EXERCISE DIRECTIONS :: Check every line of the entries below for the word "write", and copy the ones that have it.

DATA SHOWN ::

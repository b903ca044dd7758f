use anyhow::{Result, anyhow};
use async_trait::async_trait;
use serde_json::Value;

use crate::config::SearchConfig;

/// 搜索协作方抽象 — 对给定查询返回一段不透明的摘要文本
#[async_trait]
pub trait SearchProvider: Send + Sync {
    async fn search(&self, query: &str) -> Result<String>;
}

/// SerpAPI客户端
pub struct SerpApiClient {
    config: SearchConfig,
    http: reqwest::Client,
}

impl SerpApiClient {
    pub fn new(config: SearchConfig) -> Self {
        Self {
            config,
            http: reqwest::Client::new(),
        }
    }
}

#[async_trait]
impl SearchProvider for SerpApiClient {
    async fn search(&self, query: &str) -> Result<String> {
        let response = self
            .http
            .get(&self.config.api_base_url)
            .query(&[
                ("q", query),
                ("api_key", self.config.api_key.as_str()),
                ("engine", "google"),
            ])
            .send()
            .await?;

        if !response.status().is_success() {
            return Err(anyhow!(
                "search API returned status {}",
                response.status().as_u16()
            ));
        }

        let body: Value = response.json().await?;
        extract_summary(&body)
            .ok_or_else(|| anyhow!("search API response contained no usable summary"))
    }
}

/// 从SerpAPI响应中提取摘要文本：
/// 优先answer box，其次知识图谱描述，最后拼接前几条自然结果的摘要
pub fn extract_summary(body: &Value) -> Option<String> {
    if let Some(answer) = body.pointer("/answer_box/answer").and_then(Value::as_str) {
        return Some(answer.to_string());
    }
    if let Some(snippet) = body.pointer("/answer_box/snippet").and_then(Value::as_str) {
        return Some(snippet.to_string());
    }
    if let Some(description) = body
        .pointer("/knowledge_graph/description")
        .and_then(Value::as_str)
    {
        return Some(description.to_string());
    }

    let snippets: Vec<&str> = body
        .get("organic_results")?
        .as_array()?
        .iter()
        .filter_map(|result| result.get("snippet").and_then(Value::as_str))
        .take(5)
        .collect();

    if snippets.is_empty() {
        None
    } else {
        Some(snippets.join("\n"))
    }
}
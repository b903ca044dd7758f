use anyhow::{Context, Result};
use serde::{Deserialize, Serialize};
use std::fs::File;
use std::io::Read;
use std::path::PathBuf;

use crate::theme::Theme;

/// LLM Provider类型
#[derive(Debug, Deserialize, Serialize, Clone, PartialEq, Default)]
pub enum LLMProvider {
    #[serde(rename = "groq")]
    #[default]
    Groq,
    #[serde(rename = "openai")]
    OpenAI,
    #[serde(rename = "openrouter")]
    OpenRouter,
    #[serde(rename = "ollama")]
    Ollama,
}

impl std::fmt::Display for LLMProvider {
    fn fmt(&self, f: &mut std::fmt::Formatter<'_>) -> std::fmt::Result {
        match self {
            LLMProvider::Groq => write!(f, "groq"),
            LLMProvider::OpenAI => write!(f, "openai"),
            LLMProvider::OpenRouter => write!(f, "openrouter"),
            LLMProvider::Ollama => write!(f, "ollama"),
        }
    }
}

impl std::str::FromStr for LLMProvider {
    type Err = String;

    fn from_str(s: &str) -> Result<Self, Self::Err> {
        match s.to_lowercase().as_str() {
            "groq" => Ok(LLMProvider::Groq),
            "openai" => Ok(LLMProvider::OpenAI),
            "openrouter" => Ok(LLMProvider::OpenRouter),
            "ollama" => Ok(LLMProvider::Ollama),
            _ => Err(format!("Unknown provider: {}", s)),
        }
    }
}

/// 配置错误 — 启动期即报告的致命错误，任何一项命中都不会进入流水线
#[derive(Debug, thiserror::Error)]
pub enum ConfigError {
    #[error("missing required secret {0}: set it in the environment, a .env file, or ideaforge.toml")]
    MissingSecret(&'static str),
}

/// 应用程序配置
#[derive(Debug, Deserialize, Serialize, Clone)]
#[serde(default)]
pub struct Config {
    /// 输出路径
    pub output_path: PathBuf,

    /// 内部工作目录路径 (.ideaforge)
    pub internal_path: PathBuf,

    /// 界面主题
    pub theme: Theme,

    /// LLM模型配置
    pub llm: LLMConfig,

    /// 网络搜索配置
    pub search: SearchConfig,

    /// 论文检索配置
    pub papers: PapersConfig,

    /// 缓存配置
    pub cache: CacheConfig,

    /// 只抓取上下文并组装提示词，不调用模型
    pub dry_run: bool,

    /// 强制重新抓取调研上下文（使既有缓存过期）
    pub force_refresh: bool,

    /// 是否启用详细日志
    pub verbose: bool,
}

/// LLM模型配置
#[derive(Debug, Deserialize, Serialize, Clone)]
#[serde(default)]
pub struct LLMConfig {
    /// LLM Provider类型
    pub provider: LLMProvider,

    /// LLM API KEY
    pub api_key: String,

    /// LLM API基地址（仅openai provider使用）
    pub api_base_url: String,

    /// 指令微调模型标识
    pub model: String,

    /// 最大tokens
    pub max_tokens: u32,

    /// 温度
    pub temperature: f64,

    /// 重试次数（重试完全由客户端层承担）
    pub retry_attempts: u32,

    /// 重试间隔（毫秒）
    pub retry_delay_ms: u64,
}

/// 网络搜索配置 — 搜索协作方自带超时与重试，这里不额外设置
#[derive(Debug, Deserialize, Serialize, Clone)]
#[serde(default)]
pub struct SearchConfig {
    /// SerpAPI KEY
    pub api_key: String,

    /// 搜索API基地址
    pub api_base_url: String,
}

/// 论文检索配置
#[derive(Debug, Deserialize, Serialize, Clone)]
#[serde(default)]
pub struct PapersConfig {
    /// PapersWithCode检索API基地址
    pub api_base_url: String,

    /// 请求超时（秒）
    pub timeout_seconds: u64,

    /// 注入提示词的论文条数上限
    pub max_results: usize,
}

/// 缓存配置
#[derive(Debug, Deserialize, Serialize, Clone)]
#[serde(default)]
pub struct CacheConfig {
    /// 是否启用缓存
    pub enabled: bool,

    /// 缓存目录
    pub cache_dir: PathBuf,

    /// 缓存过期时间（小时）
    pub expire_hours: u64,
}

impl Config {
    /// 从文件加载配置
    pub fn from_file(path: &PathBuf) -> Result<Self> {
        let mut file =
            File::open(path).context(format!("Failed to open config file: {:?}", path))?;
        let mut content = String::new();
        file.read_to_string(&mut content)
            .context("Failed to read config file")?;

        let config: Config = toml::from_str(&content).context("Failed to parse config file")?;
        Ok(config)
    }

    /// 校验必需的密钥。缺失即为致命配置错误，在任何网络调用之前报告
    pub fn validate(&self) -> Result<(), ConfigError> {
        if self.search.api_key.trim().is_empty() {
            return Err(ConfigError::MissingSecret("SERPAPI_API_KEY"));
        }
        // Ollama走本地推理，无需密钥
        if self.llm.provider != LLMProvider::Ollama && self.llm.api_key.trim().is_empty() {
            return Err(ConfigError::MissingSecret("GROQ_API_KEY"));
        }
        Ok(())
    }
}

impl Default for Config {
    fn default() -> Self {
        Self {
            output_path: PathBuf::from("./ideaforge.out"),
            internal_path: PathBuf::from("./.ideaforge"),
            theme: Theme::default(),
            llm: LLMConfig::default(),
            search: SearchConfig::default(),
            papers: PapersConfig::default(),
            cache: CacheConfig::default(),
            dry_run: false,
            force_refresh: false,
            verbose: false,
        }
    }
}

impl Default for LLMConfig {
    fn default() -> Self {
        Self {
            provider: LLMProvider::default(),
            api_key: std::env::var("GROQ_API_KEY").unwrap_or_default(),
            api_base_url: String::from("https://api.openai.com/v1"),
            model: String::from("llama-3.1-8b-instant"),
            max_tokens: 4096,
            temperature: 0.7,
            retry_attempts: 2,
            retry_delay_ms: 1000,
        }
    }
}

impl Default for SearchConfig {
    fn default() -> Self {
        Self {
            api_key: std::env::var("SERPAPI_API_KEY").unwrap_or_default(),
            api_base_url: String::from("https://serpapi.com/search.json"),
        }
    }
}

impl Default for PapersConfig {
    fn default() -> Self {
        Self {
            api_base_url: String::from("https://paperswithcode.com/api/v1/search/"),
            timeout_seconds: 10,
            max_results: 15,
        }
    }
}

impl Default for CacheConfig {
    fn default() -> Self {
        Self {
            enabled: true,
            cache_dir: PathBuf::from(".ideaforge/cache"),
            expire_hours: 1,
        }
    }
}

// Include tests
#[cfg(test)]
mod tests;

PROBLEM SOLUTION ::
            LLMProvider::Groq => write!(f, "groq"),
            LLMProvider::OpenAI => write!(f, "openai"),
            LLMProvider::OpenRouter => write!(f, "openrouter"),
            LLMProvider::Ollama => write!(f, "ollama"),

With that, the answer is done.